“Very well, considering the short time I’ve been at work on it. I’ve collected thirty dollars, and I’m not more than a quarter through the list. You go on into the club house and get ready for practice, and I’ll strike the crowd while the fellows are in the humor.”
It was with a feeling of genuine affection that I unwrapped my old baseball suit which I had brought down with me from my trunk, where it had lain through the winter, and arranged my things in my locker preparatory to a new season. Of the old nine that had assembled in the club house in the previous year, only two besides myself now remained, but these were my best friends—Dick Palmer and Ray Wendell. Other than those, I saw about me only faces of new men, some of whom I felt sure would be improvements on our last year’s team.
I had little time for such reflections, however, for the others were already on the field, so I hurriedly dressed myself and went out on the diamond, where the new grass lay as smooth and evenly trimmed as velvet.
During the preliminary competition the manner in which we practised was as follows:
The competitors were divided into two companies—those who were competing for positions in the infield, and those who were competing for positions in the outfield.
The former stood in a group and received each in turn a ground ball batted by some one who stood about a hundred feet distant from them.
Beside this batter stood a competitor for first base position, with his gloves on, who caught the ball as it was sharply returned to him by the others. The practice would thus progress with the regularity of clockwork. Each man in his turn would step forward, receive the ground ball struck by the batter, return it quickly to the competitor for first base who stood beside the batter, and then give place to the next man.
The practice of the outfielders was conducted at another part of the field. The man stood out at a considerable distance from a batter who struck balls high into the air in various directions. Here, as in the infield, the competitors took turn, and returned the ball at once with all their force to a catcher who stood beside the batter.

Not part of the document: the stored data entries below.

/// Decode any raster format the `image` crate understands into RGBA8.
pub fn decode_image(path: &Path) -> Result<RgbaImage> {
    let file = File::open(path).map_err(|e| EditorError::io(path, e))?;
    let reader = image::io::Reader::new(BufReader::new(file))
        .with_guessed_format()
        .map_err(|e| EditorError::io(path, e))?;
    if reader.format().is_none() {
        return Err(EditorError::Format(format!(
            "{}: unrecognised image data",
            path.display()
        )));
    }
    let img = reader.decode().map_err(|e| map_image_error(path, e))?;

    let (w, h) = (img.width(), img.height());
    if w == 0 || h == 0 || w > MAX_CANVAS_DIM || h > MAX_CANVAS_DIM {
        return Err(EditorError::Format(format!(
            "{}: image size {}x{} outside 1..={} per axis",
            path.display(),
            w,
            h,
            MAX_CANVAS_DIM
        )));
    }
    Ok(img.into_rgba8())
}

/// Decode `path` into a fresh single-layer stack sized to the image.
/// Nothing outside the returned value is touched, so a failure leaves the
/// caller's document as it was.
pub fn open_image(path: &Path) -> Result<LayerStack> {
    let rgba = decode_image(path)?;
    let name = path
        .file_stem()
        .map(|s| s.to_string_lossy().to_string())
        .unwrap_or_else(|| "Background".to_string());
    log_info!(
        "Decoded {} ({}x{})",
        path.display(),
        rgba.width(),
        rgba.height()
    );
    Ok(LayerStack::from_image(name, &rgba))
}

// ============================================================================
// EXPORT
// ============================================================================

/// Composite the stack and write it as `format_token`. The token is checked
/// before the filesystem is touched.
pub fn save_image(
    stack: &LayerStack,
    path: &Path,
    format_token: &str,
    options: ExportOptions,
) -> Result<()> {
    let format = ExportFormat::from_token(format_token).ok_or_else(|| {
        EditorError::Format(format!(
            "unsupported export format '{}' (supported: {})",
            format_token,
            SUPPORTED_EXPORT_FORMATS.join(", ")
        ))
    })?;
    let flat = stack.composite();
    encode_and_write(&flat, path, format, options)
}

/// Encode and write an image to a file.
/// Takes no session state so it can run on a background thread.
pub fn encode_and_write(
    image: &RgbaImage,
    path: &Path,
    format: ExportFormat,
    options: ExportOptions,
) -> Result<()> {
    let file = File::create(path).map_err(|e| EditorError::io(path, e))?;
    let mut writer = BufWriter::new(file);
    let map_err = |e: ImageError| map_image_error(path, e);

    match format {
        ExportFormat::Png => {
            let encoder = PngEncoder::new(&mut writer);
            #[allow(deprecated)]
            encoder
                .encode(
                    image.as_raw(),
                    image.width(),
                    image.height(),
                    image::ColorType::Rgba8,
                )
                .map_err(map_err)?;
        }
        ExportFormat::Jpeg => {
            let rgb_image = DynamicImage::ImageRgba8(image.clone()).to_rgb8();
            let mut encoder = JpegEncoder::new_with_quality(&mut writer, options.jpeg_quality);
            encoder
                .encode(
                    rgb_image.as_raw(),
                    rgb_image.width(),
                    rgb_image.height(),
                    image::ColorType::Rgb8,
                )
                .map_err(map_err)?;
        }
        ExportFormat::Bmp => {
            let mut encoder = BmpEncoder::new(&mut writer);
            encoder
                .encode(
                    image.as_raw(),
                    image.width(),
                    image.height(),
                    image::ColorType::Rgba8,
                )
                .map_err(map_err)?;
        }
        ExportFormat::Tga => {
            let encoder = TgaEncoder::new(&mut writer);
            encoder
                .encode(
                    image.as_raw(),
                    image.width(),
                    image.height(),
                    image::ColorType::Rgba8,
                )
                .map_err(map_err)?;
        }
        ExportFormat::Ico => {
            // ICO entries limited to 256×256
            let dyn_img = if image.width() > 256 || image.height() > 256 {
                let scale = 256.0 / image.width().max(image.height()) as f32;
                let new_w = ((image.width() as f32 * scale) as u32).clamp(1, 256);
                let new_h = ((image.height() as f32 * scale) as u32).clamp(1, 256);
                let resized = image::imageops::resize(
                    image,
                    new_w,
                    new_h,
                    image::imageops::FilterType::Lanczos3,
                );
                DynamicImage::ImageRgba8(resized)
            } else {
                DynamicImage::ImageRgba8(image.clone())
            };
            dyn_img
                .write_to(&mut writer, image::ImageOutputFormat::Ico)
                .map_err(map_err)?;
        }
        ExportFormat::Tiff => {
            let err_map =
                |e: tiff::TiffError| EditorError::Format(format!("TIFF encode error: {}", e));
            let mut tiff_enc = tiff::encoder::TiffEncoder::new(&mut writer).map_err(err_map)?;
            match options.tiff_compression {
                TiffCompression::None => {
                    tiff_enc
                        .write_image::<tiff::encoder::colortype::RGBA8>(
                            image.width(),
                            image.height(),
                            image.as_raw(),
                        )
                        .map_err(err_map)?;
                }
                TiffCompression::Lzw => {
                    tiff_enc
                        .write_image_with_compression::<tiff::encoder::colortype::RGBA8, _>(
                            image.width(),
                            image.height(),
                            tiff::encoder::compression::Lzw,
                            image.as_raw(),
                        )
                        .map_err(err_map)?;
                }
                TiffCompression::Deflate => {
                    tiff_enc
                        .write_image_with_compression::<tiff::encoder::colortype::RGBA8, _>(
                            image.width(),
                            image.height(),
                            tiff::encoder::compression::Deflate::default(),
                            image.as_raw(),
                        )
                        .map_err(err_map)?;
                }
            }
        }
    }

    writer.flush().map_err(|e| EditorError::io(path, e))
}

/// Completion message of a background export.
#[derive(Debug)]
pub enum IoResult {
    SaveComplete {
        path: PathBuf,
        format: ExportFormat,
    },
    SaveFailed {
        path: PathBuf,
        error: String,
    },
}

/// Export on a rayon worker.
///
/// The stack is cloned up front (chunks are shared copy-on-write), so the
/// caller may keep painting while the snapshot is encoded. The outcome is
/// sent over `sender`.
pub fn spawn_export(
    stack: &LayerStack,
    path: PathBuf,
    format: ExportFormat,
    options: ExportOptions,
    sender: Sender<IoResult>,
) {
    let snapshot = stack.clone();
    rayon::spawn(move || {
        let flat = snapshot.composite();
        let msg = match encode_and_write(&flat, &path, format, options) {
            Ok(()) => {
                log_info!("Export OK  →  {}", path.display());
                IoResult::SaveComplete { path, format }
            }
            Err(e) => {
                log_err!("Export FAILED for {}: {}", path.display(), e);
                IoResult::SaveFailed {
                    path,
                    error: e.to_string(),
                }
            }
        };
        let _ = sender.send(msg);
    });
}
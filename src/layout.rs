//! Window layout blobs kept between sessions.
//!
//! File format: one length byte `n`, then `n` bytes of window geometry, then
//! the dock/toolbar state blob (everything that remains, never empty). Both
//! blobs are opaque to the engine; the host UI produces and consumes them.

use std::fs;
use std::io::Write;
use std::path::{Path, PathBuf};

use crate::error::LayoutError;

/// Largest geometry blob the one-byte length prefix can describe.
pub const MAX_GEOMETRY_LEN: usize = u8::MAX as usize;

#[derive(Clone, Debug, PartialEq, Eq)]
pub struct WindowLayout {
    pub geometry: Vec<u8>,
    pub state: Vec<u8>,
}

impl WindowLayout {
    pub fn to_bytes(&self) -> Result<Vec<u8>, LayoutError> {
        if self.geometry.len() > MAX_GEOMETRY_LEN {
            return Err(LayoutError::GeometryTooLarge(self.geometry.len()));
        }
        if self.state.is_empty() {
            return Err(LayoutError::MissingState);
        }
        let mut out = Vec::with_capacity(1 + self.geometry.len() + self.state.len());
        out.push(self.geometry.len() as u8);
        out.extend_from_slice(&self.geometry);
        out.extend_from_slice(&self.state);
        Ok(out)
    }

    /// Parse a whole layout file. Any mismatch rejects the file outright.
    pub fn from_bytes(raw: &[u8]) -> Result<Self, LayoutError> {
        let Some((&len, rest)) = raw.split_first() else {
            return Err(LayoutError::Truncated {
                expected: 1,
                found: 0,
            });
        };
        let len = len as usize;
        if rest.len() < len {
            return Err(LayoutError::Truncated {
                expected: len,
                found: rest.len(),
            });
        }
        let (geometry, state) = rest.split_at(len);
        if state.is_empty() {
            return Err(LayoutError::MissingState);
        }
        Ok(Self {
            geometry: geometry.to_vec(),
            state: state.to_vec(),
        })
    }
}

fn temp_sibling(path: &Path) -> PathBuf {
    let mut name = path
        .file_name()
        .map(|n| n.to_os_string())
        .unwrap_or_else(|| "layout".into());
    name.push(".tmp");
    path.with_file_name(name)
}

/// Write via a sibling temp file and rename, so readers never see a
/// half-written layout.
pub fn save_layout(path: &Path, layout: &WindowLayout) -> Result<(), LayoutError> {
    let bytes = layout.to_bytes()?;
    if let Some(dir) = path.parent()
        && !dir.as_os_str().is_empty()
    {
        fs::create_dir_all(dir)?;
    }
    let tmp = temp_sibling(path);
    {
        let mut file = fs::File::create(&tmp)?;
        file.write_all(&bytes)?;
        file.sync_all()?;
    }
    if let Err(e) = fs::rename(&tmp, path) {
        let _ = fs::remove_file(&tmp);
        return Err(e.into());
    }
    Ok(())
}

pub fn load_layout(path: &Path) -> Result<WindowLayout, LayoutError> {
    let raw = fs::read(path)?;
    WindowLayout::from_bytes(&raw)
}

/// Load for startup: on any failure the caller keeps its current layout and
/// the problem is only logged.
pub fn load_layout_or_warn(path: &Path) -> Option<WindowLayout> {
    match load_layout(path) {
        Ok(layout) => Some(layout),
        Err(e) => {
            log_warn!("Layout {} not restored: {}", path.display(), e);
            None
        }
    }
}

#[cfg(test)]
mod tests {
    use super::*;

    fn temp_path() -> PathBuf {
        std::env::temp_dir().join(format!("pmig-layout-{}.bin", uuid::Uuid::new_v4()))
    }

    #[test]
    fn layout_survives_save_and_load() {
        let layout = WindowLayout {
            geometry: vec![1, 2, 3],
            state: vec![9; 40],
        };
        let path = temp_path();
        save_layout(&path, &layout).unwrap();
        assert!(!temp_sibling(&path).exists());
        assert_eq!(load_layout(&path).unwrap(), layout);
        let _ = fs::remove_file(&path);
    }

    #[test]
    fn truncated_or_stateless_files_are_rejected_whole() {
        assert!(matches!(
            WindowLayout::from_bytes(&[]),
            Err(LayoutError::Truncated { .. })
        ));
        assert!(matches!(
            WindowLayout::from_bytes(&[5, 1, 2]),
            Err(LayoutError::Truncated {
                expected: 5,
                found: 2
            })
        ));
        assert!(matches!(
            WindowLayout::from_bytes(&[2, 1, 2]),
            Err(LayoutError::MissingState)
        ));
        assert!(load_layout_or_warn(&temp_path()).is_none());
    }

    #[test]
    fn oversized_geometry_cannot_be_written() {
        let layout = WindowLayout {
            geometry: vec![0; 300],
            state: vec![1],
        };
        let path = temp_path();
        assert!(matches!(
            save_layout(&path, &layout),
            Err(LayoutError::GeometryTooLarge(300))
        ));
        assert!(!path.exists());
    }
}
/// Accumulates the dirty area of the gesture in progress.
#[derive(Default)]
struct GestureTracker {
    active: bool,
    tool: Tool,
    bounds: Option<PixelRect>,
    events: u32,
}

impl GestureTracker {
    fn start(&mut self, tool: Tool) {
        self.active = true;
        self.tool = tool;
        self.bounds = None;
        self.events = 0;
    }

    fn record(&mut self, damage: &Option<Damage>) {
        self.events += 1;
        if let Some(Damage::Layer { rect, .. }) = damage {
            self.bounds = union_opt(self.bounds, *rect);
        }
    }

    fn finish(&mut self) -> Option<(Tool, Option<PixelRect>, u32)> {
        if !self.active {
            return None;
        }
        self.active = false;
        Some((self.tool, self.bounds.take(), self.events))
    }
}

/// Routes pointer events to the engine of the current tool.
///
/// Tool switches take effect immediately, even mid-gesture: the following
/// events simply go to the new tool's engine.
pub struct ToolDispatcher {
    current: Tool,
    params: ToolParameterStore,
    brush: BrushEngine,
    eraser: EraserEngine,
    marquee: MarqueeEngine,
    pen: PenEngine,
    last_point: Option<Point>,
    gesture: GestureTracker,
}

impl ToolDispatcher {
    pub fn new(params: ToolParameterStore) -> Self {
        Self {
            current: Tool::default(),
            params,
            brush: BrushEngine::new(),
            eraser: EraserEngine::new(),
            marquee: MarqueeEngine::new(),
            pen: PenEngine,
            last_point: None,
            gesture: GestureTracker::default(),
        }
    }

    pub fn current_tool(&self) -> Tool {
        self.current
    }

    pub fn params(&self) -> &ToolParameterStore {
        &self.params
    }

    pub fn select_tool(&mut self, tool: Tool) {
        if tool != self.current {
            log_info!("Tool switched: {} -> {}", self.current.label(), tool.label());
        }
        self.current = tool;
    }

    fn engine_mut(&mut self) -> &mut dyn ToolEngine {
        match self.current {
            Tool::Brush => &mut self.brush,
            Tool::Eraser => &mut self.eraser,
            Tool::Marquee => &mut self.marquee,
            Tool::Pen => &mut self.pen,
        }
    }

    pub fn pointer_down(
        &mut self,
        layers: &mut LayerStack,
        selection: &mut Selection,
        point: Point,
    ) -> Result<Option<Damage>> {
        let mut ctx = EngineContext {
            layers,
            selection,
            params: self.params.snapshot(),
        };
        self.last_point = Some(point);
        self.gesture.start(self.current);
        let damage = self.engine_mut().on_start(&mut ctx, point)?;
        self.gesture.record(&damage);
        Ok(damage)
    }

    /// `previous` is the last position seen by the dispatcher, or `point`
    /// itself when there is none. Outside a gesture (hover) only the last
    /// position is updated and no engine runs.
    pub fn pointer_move(
        &mut self,
        layers: &mut LayerStack,
        selection: &mut Selection,
        point: Point,
    ) -> Result<Option<Damage>> {
        if !self.gesture.active {
            self.last_point = Some(point);
            return Ok(None);
        }
        let previous = self.last_point.unwrap_or(point);
        let mut ctx = EngineContext {
            layers,
            selection,
            params: self.params.snapshot(),
        };
        self.last_point = Some(point);
        let damage = self.engine_mut().on_drag(&mut ctx, previous, point)?;
        self.gesture.record(&damage);
        Ok(damage)
    }

    pub fn pointer_up(
        &mut self,
        layers: &mut LayerStack,
        selection: &mut Selection,
        point: Point,
    ) -> Result<Option<Damage>> {
        let mut ctx = EngineContext {
            layers,
            selection,
            params: self.params.snapshot(),
        };
        self.last_point = Some(point);
        let damage = self.engine_mut().on_end(&mut ctx, point)?;
        self.gesture.record(&damage);
        if let Some((tool, bounds, events)) = self.gesture.finish() {
            match bounds {
                Some(b) => {
                    log_info!(
                        "{} gesture finished: {} events, dirty ({}, {})-({}, {})",
                        tool.label(),
                        events,
                        b.min.x,
                        b.min.y,
                        b.max.x,
                        b.max.y
                    );
                }
                None => {
                    log_info!("{} gesture finished: {} events", tool.label(), events);
                }
            }
        }
        Ok(damage)
    }

    /// Abandon any open gesture on every engine. An in-progress marquee is
    /// dropped; painted pixels are left as they are.
    pub fn cancel_gesture(&mut self, layers: &mut LayerStack, selection: &mut Selection) -> Option<Damage> {
        let mut ctx = EngineContext {
            layers,
            selection,
            params: self.params.snapshot(),
        };
        self.last_point = None;
        if let Some((tool, _, _)) = self.gesture.finish() {
            log_warn!("{} gesture cancelled", tool.label());
        }
        self.brush.cancel(&mut ctx);
        self.eraser.cancel(&mut ctx);
        self.pen.cancel(&mut ctx);
        self.marquee.cancel(&mut ctx)
    }
}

Meanwhile, on the diamond, Dick Palmer and I held our positions as catcher and pitcher respectively, while all the men came up in groups of four and took turns in batting. This served as practice for Dick and myself, and also enabled us to judge of the batting abilities of the various men. Ray Wendell moved about from one part of the field to the other, watching the men carefully, in order that he might arrive at a fair judgment of their respective merits. This sort of work constituted our daily practice until the nine was chosen, which choice usually took place just before the Easter vacation.
The competition this year was, from the first, sharp and close, for there were many positions to be filled, and the men were for the most part quite evenly matched. As the days passed, however, the competition narrowed down somewhat. A few dropped out, and some developed more rapidly than others, so that by Saturday it would not have been so difficult a task to pick out the likely new members of the nine.